Wednesday, October 13, 2010

Hunger: By Jackie Kessler



Lisabeth Lewis has a black steed, a set of scales, and a new job: she’s been appointed Famine. How will an anorexic seventeen-year-old girl from the suburbs fare as one of the Four Horsemen of the Apocalypse?
Traveling the world on her steed gives Lisa freedom from her troubles at home—her constant battle with hunger, and her struggle to hide it from the people who care about her. But being Famine forces her to go places where hunger is a painful part of everyday life, and to face the horrifying effects of her phenomenal power. Can Lisa find a way to harness that power—and the courage to fight her own inner demons?

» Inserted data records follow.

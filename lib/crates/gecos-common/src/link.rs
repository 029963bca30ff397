use chrono::{DateTime, Utc};
use serde::{Deserialize, Serialize};

/// Persisted proof that this workstation is linked to a Control Center.
///
/// Stored as JSON in `/etc/gcc.control`. The password is never written.
#[derive(Debug, Clone, Serialize, Deserialize, PartialEq, Eq)]
pub struct LinkRecord {
    /// Control Center base URL.
    pub uri: String,
    pub gcc_username: String,
    /// Node name registered in the configuration-management server.
    pub gcc_nodename: String,
    #[serde(default)]
    pub gcc_workstation_name: String,
    #[serde(default)]
    pub gcc_ou: String,
    #[serde(default = "default_link")]
    pub gcc_link: bool,
    pub linked_at: DateTime<Utc>,
}

fn default_link() -> bool {
    true
}
//! Infrastructure implementation of the `TemplateSource` port over the
//! templates embedded in `crate::assets`.

use anyhow::Result;

use crate::application::ports::TemplateSource;

/// Serves templates compiled into the binary.
pub struct EmbeddedTemplates;

impl TemplateSource for EmbeddedTemplates {
    fn template(&self, name: &str) -> Result<&'static str> {
        crate::assets::get_template(name)
    }
}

In a world filled with snacks, fast food, and deserts it is not surprising we have encountered large numbers of obesity in both men and women. But for every yin there is a yang, and in this case our world has created a problem just as serious as obesity, anorexia.

Hunger speaks out for these silent sufferers and it does so with magnificent grace.

Hunger was the first young adult fantasy book I’ve read that has dealt with this issue. That said I’ve read other books that have dealt with eating disorders, but none with the level of detail and understanding that Hunger exhibits. It is cruel, painful, and strikes home with startling accuracy.

Hunger tells the story of Lisabeth, an anorexic teen who just got appointed to the role of hunger/starvation as one of the four horsemen. Kessler does a fantastic job of paralleling Lisabeth’s struggle for confidence in her position as Hunger with her realization and confrontation of her disease.

In my opinion this is what makes Hunger such a fantastic book, the creative way that Kessler demonstrates the struggles of anorexia and other eating disorders while still retaining an interesting story. Kessler doesn’t fold under the pressure of a making this disease look easy to beat either. Anorexia is a disease that stays with the person for years if not forever, and constantly requires support and will power to deal with it. Kessler shows all of this in intricate detail, and really allows the reader to experience the thoughts and struggles Lisabeth and other’s afflicted with this disease fight everyday.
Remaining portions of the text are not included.